Your goal:
If a line in the records contains the string "symbol", show that line.

Exercise data:
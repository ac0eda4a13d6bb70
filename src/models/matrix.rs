use crate::models::Version;

/// Compact bit matrix for storing binary data
///
/// A set bit is a dark module (or dark pixel when the matrix holds a
/// binarized image). Reads outside the matrix return light and writes
/// outside it are ignored.
#[derive(Debug, Clone, PartialEq, Eq)]
pub struct BitMatrix {
    width: usize,
    height: usize,
    data: Vec<u8>,
}

impl BitMatrix {
    /// Create a new bit matrix with given dimensions
    pub fn new(width: usize, height: usize) -> Self {
        let bytes_needed = (width * height).div_ceil(8);
        Self {
            width,
            height,
            data: vec![0; bytes_needed],
        }
    }

    /// Create an empty symbol grid of `dimension` modules per side
    ///
    /// Returns `None` unless `dimension` is a legal symbol size
    /// (21..=177 with `dimension % 4 == 1`).
    pub fn square(dimension: usize) -> Option<Self> {
        Version::from_dimension(dimension)?;
        Some(Self::new(dimension, dimension))
    }

    /// Get matrix width
    pub fn width(&self) -> usize {
        self.width
    }

    /// Get matrix height
    pub fn height(&self) -> usize {
        self.height
    }

    /// Side length for square matrices
    pub fn dimension(&self) -> usize {
        self.width
    }

    /// Get bit at (x, y)
    pub fn get(&self, x: usize, y: usize) -> bool {
        if x >= self.width || y >= self.height {
            return false;
        }
        let index = y * self.width + x;
        (self.data[index / 8] >> (index % 8)) & 1 == 1
    }

    /// Set bit at (x, y)
    pub fn set(&mut self, x: usize, y: usize, value: bool) {
        if x >= self.width || y >= self.height {
            return;
        }
        let index = y * self.width + x;
        let bit = 1 << (index % 8);
        if value {
            self.data[index / 8] |= bit;
        } else {
            self.data[index / 8] &= !bit;
        }
    }

    /// Toggle bit at (x, y)
    pub fn toggle(&mut self, x: usize, y: usize) {
        if x >= self.width || y >= self.height {
            return;
        }
        let index = y * self.width + x;
        self.data[index / 8] ^= 1 << (index % 8);
    }

    /// Fill a `width` x `height` rectangle whose top-left corner is (x, y)
    pub fn set_region(&mut self, x: usize, y: usize, width: usize, height: usize, value: bool) {
        for yy in y..(y + height).min(self.height) {
            for xx in x..(x + width).min(self.width) {
                self.set(xx, yy, value);
            }
        }
    }

    /// Number of set bits
    pub fn count_ones(&self) -> usize {
        self.data.iter().map(|b| b.count_ones() as usize).sum()
    }

    /// Clear all bits to 0
    pub fn clear(&mut self) {
        self.data.fill(0);
    }
}

impl Default for BitMatrix {
    fn default() -> Self {
        Self::new(0, 0)
    }
}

Exercise output:
    /// Create an empty symbol grid of `dimension` modules per side
    /// Returns `None` unless `dimension` is a legal symbol size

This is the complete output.